EXERCISE BRIEF - Set the data down again so that every line matches exactly.

TASK MATERIAL -
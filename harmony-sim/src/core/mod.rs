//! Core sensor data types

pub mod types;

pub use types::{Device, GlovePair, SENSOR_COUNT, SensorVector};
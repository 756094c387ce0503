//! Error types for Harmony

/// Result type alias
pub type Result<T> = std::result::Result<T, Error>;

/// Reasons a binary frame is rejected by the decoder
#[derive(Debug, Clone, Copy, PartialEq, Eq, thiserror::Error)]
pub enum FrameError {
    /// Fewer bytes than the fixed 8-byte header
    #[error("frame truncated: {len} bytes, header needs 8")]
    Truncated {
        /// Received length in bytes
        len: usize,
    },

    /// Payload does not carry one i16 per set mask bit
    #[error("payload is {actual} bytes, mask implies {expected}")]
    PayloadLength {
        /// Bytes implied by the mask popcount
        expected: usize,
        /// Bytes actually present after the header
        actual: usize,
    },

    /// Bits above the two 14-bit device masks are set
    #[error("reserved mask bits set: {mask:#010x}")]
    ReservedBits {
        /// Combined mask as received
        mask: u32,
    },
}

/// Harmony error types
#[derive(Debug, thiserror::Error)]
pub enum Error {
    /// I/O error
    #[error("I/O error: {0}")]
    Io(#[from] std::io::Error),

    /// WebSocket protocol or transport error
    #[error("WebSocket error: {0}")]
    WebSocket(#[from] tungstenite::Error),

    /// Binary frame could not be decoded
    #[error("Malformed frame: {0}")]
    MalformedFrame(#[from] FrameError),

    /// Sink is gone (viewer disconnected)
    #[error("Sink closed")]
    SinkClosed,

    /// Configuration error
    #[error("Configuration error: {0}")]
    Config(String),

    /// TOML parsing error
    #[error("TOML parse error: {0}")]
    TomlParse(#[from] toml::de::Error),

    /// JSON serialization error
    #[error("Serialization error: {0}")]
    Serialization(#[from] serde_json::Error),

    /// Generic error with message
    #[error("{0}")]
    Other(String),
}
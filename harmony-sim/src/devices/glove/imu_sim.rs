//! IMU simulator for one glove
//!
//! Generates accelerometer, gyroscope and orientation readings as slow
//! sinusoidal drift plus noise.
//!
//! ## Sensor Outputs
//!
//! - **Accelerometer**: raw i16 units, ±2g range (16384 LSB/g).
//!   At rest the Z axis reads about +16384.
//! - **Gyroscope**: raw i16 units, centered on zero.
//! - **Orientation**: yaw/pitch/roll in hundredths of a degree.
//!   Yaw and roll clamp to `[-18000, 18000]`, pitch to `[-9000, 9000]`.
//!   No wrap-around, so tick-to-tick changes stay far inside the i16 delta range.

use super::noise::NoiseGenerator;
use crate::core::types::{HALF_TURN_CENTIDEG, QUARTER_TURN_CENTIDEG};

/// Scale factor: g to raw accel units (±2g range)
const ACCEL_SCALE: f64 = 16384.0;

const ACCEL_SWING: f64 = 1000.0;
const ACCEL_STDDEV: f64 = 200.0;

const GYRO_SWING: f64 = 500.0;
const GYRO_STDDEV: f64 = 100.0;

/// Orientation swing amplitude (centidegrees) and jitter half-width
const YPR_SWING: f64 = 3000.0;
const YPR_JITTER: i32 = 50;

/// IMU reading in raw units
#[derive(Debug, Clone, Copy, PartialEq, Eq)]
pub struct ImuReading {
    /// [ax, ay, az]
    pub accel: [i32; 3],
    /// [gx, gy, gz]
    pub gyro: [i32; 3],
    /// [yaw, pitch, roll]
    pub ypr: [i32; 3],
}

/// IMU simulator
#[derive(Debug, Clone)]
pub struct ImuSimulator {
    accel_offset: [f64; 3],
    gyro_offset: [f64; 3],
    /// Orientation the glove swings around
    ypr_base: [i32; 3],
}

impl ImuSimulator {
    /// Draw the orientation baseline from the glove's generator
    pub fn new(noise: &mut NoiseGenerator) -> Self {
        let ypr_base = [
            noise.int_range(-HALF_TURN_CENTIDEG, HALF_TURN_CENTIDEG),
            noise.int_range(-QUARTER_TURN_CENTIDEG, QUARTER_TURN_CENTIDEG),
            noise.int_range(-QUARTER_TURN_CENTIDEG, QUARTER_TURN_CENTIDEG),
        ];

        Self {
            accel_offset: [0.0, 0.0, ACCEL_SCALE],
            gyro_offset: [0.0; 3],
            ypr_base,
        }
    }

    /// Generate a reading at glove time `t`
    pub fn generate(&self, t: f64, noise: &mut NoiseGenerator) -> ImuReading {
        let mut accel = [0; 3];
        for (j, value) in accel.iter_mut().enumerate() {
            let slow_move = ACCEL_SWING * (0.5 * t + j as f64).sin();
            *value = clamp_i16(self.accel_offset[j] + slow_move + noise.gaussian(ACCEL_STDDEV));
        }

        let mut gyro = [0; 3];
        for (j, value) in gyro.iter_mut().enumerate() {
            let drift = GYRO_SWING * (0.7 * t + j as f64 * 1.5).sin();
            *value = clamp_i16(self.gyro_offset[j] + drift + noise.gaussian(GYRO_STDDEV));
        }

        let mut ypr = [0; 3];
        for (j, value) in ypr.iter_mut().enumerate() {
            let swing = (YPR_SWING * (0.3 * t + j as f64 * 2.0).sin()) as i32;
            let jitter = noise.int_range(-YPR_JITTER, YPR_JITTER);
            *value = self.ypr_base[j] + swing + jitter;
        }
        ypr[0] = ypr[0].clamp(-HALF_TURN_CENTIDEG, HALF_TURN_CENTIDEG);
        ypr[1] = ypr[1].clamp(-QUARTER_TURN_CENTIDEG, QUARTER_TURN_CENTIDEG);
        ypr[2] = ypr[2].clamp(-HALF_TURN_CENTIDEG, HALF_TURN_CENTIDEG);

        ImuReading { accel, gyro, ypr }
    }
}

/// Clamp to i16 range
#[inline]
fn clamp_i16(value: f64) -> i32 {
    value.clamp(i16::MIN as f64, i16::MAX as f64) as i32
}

SOLUTION -
filename harmony-sim/src/core/mod.rs
//! Core sensor data types

pub mod types;

pub use types::{Device, GlovePair, SENSOR_COUNT, SensorVector};
repository 756094c387ce0503
//! Error types for Harmony

/// Result type alias
pub type Result<T> = std::result::Result<T, Error>;

/// Reasons a binary frame is rejected by the decoder
#[derive(Debug, Clone, Copy, PartialEq, Eq, thiserror::Error)]
pub enum FrameError {
    /// Fewer bytes than the fixed 8-byte header
    #[error("frame truncated: {len} bytes, header needs 8")]
    Truncated {
        /// Received length in bytes
        len: usize,
    },

    /// Payload does not carry one i16 per set mask bit
    #[error("payload is {actual} bytes, mask implies {expected}")]
    PayloadLength {
        /// Bytes implied by the mask popcount
        expected: usize,
        /// Bytes actually present after the header
        actual: usize,
    },

    /// Bits above the two 14-bit device masks are set
    #[error("reserved mask bits set: {mask:#010x}")]
    ReservedBits {
        /// Combined mask as received
        mask: u32,
    },
}

/// Harmony error types
#[derive(Debug, thiserror::Error)]
pub enum Error {
    /// I/O error
    #[error("I/O error: {0}")]
    Io(#[from] std::io::Error),

    /// WebSocket protocol or transport error
    #[error("WebSocket error: {0}")]
    WebSocket(#[from] tungstenite::Error),

    /// Binary frame could not be decoded
    #[error("Malformed frame: {0}")]
    MalformedFrame(#[from] FrameError),

    /// Sink is gone (viewer disconnected)
    #[error("Sink closed")]
    SinkClosed,

    /// Configuration error
    #[error("Configuration error: {0}")]
    Config(String),

    /// TOML parsing error
    #[error("TOML parse error: {0}")]
    TomlParse(#[from] toml::de::Error),

    /// JSON serialization error
    #[error("Serialization error: {0}")]
    Serialization(#[from] serde_json::Error),

    /// Generic error with message
    #[error("{0}")]
    Other(String),
}
filename harmony-sim/src/devices/glove/imu_sim.rs
//! IMU simulator for one glove
//!
//! Generates accelerometer, gyroscope and orientation readings as slow
//! sinusoidal drift plus noise.
//!
//! ## Sensor Outputs
//!
//! - **Accelerometer**: raw i16 units, ±2g range (16384 LSB/g).
//!   At rest the Z axis reads about +16384.
//! - **Gyroscope**: raw i16 units, centered on zero.
//! - **Orientation**: yaw/pitch/roll in hundredths of a degree.
//!   Yaw and roll clamp to `[-18000, 18000]`, pitch to `[-9000, 9000]`.
//!   No wrap-around, so tick-to-tick changes stay far inside the i16 delta range.

use super::noise::NoiseGenerator;
use crate::core::types::{HALF_TURN_CENTIDEG, QUARTER_TURN_CENTIDEG};

/// Scale factor: g to raw accel units (±2g range)
const ACCEL_SCALE: f64 = 16384.0;

const ACCEL_SWING: f64 = 1000.0;
const ACCEL_STDDEV: f64 = 200.0;

const GYRO_SWING: f64 = 500.0;
const GYRO_STDDEV: f64 = 100.0;

/// Orientation swing amplitude (centidegrees) and jitter half-width
const YPR_SWING: f64 = 3000.0;
const YPR_JITTER: i32 = 50;

/// IMU reading in raw units
#[derive(Debug, Clone, Copy, PartialEq, Eq)]
pub struct ImuReading {
    /// [ax, ay, az]
    pub accel: [i32; 3],
    /// [gx, gy, gz]
    pub gyro: [i32; 3],
    /// [yaw, pitch, roll]
    pub ypr: [i32; 3],
}

/// IMU simulator
#[derive(Debug, Clone)]
pub struct ImuSimulator {
    accel_offset: [f64; 3],
    gyro_offset: [f64; 3],
    /// Orientation the glove swings around
    ypr_base: [i32; 3],
}

impl ImuSimulator {
    /// Draw the orientation baseline from the glove's generator
    pub fn new(noise: &mut NoiseGenerator) -> Self {
        let ypr_base = [
            noise.int_range(-HALF_TURN_CENTIDEG, HALF_TURN_CENTIDEG),
            noise.int_range(-QUARTER_TURN_CENTIDEG, QUARTER_TURN_CENTIDEG),
            noise.int_range(-QUARTER_TURN_CENTIDEG, QUARTER_TURN_CENTIDEG),
        ];

        Self {
            accel_offset: [0.0, 0.0, ACCEL_SCALE],
            gyro_offset: [0.0; 3],
            ypr_base,
        }
    }

    /// Generate a reading at glove time `t`
    pub fn generate(&self, t: f64, noise: &mut NoiseGenerator) -> ImuReading {
        let mut accel = [0; 3];
        for (j, value) in accel.iter_mut().enumerate() {
            let slow_move = ACCEL_SWING * (0.5 * t + j as f64).sin();
            *value = clamp_i16(self.accel_offset[j] + slow_move + noise.gaussian(ACCEL_STDDEV));
        }

        let mut gyro = [0; 3];
        for (j, value) in gyro.iter_mut().enumerate() {
            let drift = GYRO_SWING * (0.7 * t + j as f64 * 1.5).sin();
            *value = clamp_i16(self.gyro_offset[j] + drift + noise.gaussian(GYRO_STDDEV));
        }

        let mut ypr = [0; 3];
        for (j, value) in ypr.iter_mut().enumerate() {
            let swing = (YPR_SWING * (0.3 * t + j as f64 * 2.0).sin()) as i32;
            let jitter = noise.int_range(-YPR_JITTER, YPR_JITTER);
            *value = self.ypr_base[j] + swing + jitter;
        }
        ypr[0] = ypr[0].clamp(-HALF_TURN_CENTIDEG, HALF_TURN_CENTIDEG);
        ypr[1] = ypr[1].clamp(-QUARTER_TURN_CENTIDEG, QUARTER_TURN_CENTIDEG);
        ypr[2] = ypr[2].clamp(-HALF_TURN_CENTIDEG, HALF_TURN_CENTIDEG);

        ImuReading { accel, gyro, ypr }
    }
}

/// Clamp to i16 range
#[inline]
fn clamp_i16(value: f64) -> i32 {
    value.clamp(i16::MIN as f64, i16::MAX as f64) as i32
}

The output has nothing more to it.